__EXERCISE INSTRUCTIONS__:
Nothing but the lines from the start of the records below through the line that has "use block_crawler::db::Database;" should appear, each exactly as given.

____ EXTRACTED RECORDS

/// RPC Client Module
///
/// This module defines the capability set the pipeline needs from a node
/// (`ChainReader`) and provides a JSON-RPC over HTTP implementation of it.
/// Amounts are always returned in base units; no conversion happens here.
mod http;
#[cfg(test)]
pub mod mock;

pub use http::HttpChainReader;

use crate::error::RpcError;
use crate::models::{BlockInfo, TransactionInfo};
use async_trait::async_trait;

#[async_trait]
pub trait ChainReader: Send + Sync {
    /// Fetch a block with its transaction hashes. `Ok(None)` when the node does
    /// not have the block (yet).
    async fn get_block(&self, number: u64) -> Result<Option<BlockInfo>, RpcError>;

    /// Fetch a transaction by hash. `Ok(None)` when the node does not know it.
    async fn get_transaction(&self, hash: &str) -> Result<Option<TransactionInfo>, RpcError>;
}

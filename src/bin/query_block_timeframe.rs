/// Query Block Timeframe
///
/// Prints the block with the largest transferred volume inside a time window.
use anyhow::{Context, Result};
use block_crawler::aggregate::{Aggregator, QueryOutcome};
use block_crawler::cli::{self, QueryCli};
use block_crawler::db::Database;
use chrono::{DateTime, Utc};

const TABLE_MISSING: &str = "The 'transactions' table does not exist in the database.";

#[tokio::main]
async fn main() -> Result<()> {
    dotenv::dotenv().ok();

    tracing_subscriber::fmt().with_env_filter(cli::log_filter()).init();

    let cli: QueryCli = cli::parse_or_exit();
    let query = cli.volume_query();

    tracing::info!(
        "Querying blocks {} between {} and {}",
        query.blocks,
        format_epoch(query.window.start),
        format_epoch(query.window.end)
    );

    // A missing file has no table; do not create one just to look
    if !cli.db_path.exists() {
        println!("{}", TABLE_MISSING);
        return Ok(());
    }

    let database = Database::open_existing(&cli.db_path).await.context("Failed to open SQLite database")?;
    let outcome = Aggregator::new(&database).max_volume_block(query).await;
    database.close().await;

    match outcome.context("Volume query failed")? {
        QueryOutcome::Found(block) => println!(
            "Block Number: {}, Total Volume Transferred: {}",
            block.block_number,
            block.total_value.to_plain_string()
        ),
        QueryOutcome::NoData => println!("No data found for the specified time range."),
        QueryOutcome::TableMissing => println!("{}", TABLE_MISSING),
    }

    Ok(())
}

fn format_epoch(secs: i64) -> String {
    DateTime::<Utc>::from_timestamp(secs, 0)
        .map(|t| t.format("%Y-%m-%d %H:%M:%S UTC").to_string())
        .unwrap_or_else(|| secs.to_string())
}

________

__SOLUTION TO THIS EXERCISE__:
/// RPC Client Module
///
/// This module defines the capability set the pipeline needs from a node
/// (`ChainReader`) and provides a JSON-RPC over HTTP implementation of it.
/// Amounts are always returned in base units; no conversion happens here.
mod http;
#[cfg(test)]
pub mod mock;

pub use http::HttpChainReader;

use crate::error::RpcError;
use crate::models::{BlockInfo, TransactionInfo};
use async_trait::async_trait;

#[async_trait]
pub trait ChainReader: Send + Sync {
    /// Fetch a block with its transaction hashes. `Ok(None)` when the node does
    /// not have the block (yet).
    async fn get_block(&self, number: u64) -> Result<Option<BlockInfo>, RpcError>;

    /// Fetch a transaction by hash. `Ok(None)` when the node does not know it.
    async fn get_transaction(&self, hash: &str) -> Result<Option<TransactionInfo>, RpcError>;
}

filename src/bin/query_block_timeframe.rs
/// Query Block Timeframe
///
/// Prints the block with the largest transferred volume inside a time window.
use anyhow::{Context, Result};
use block_crawler::aggregate::{Aggregator, QueryOutcome};
use block_crawler::cli::{self, QueryCli};
use block_crawler::db::Database;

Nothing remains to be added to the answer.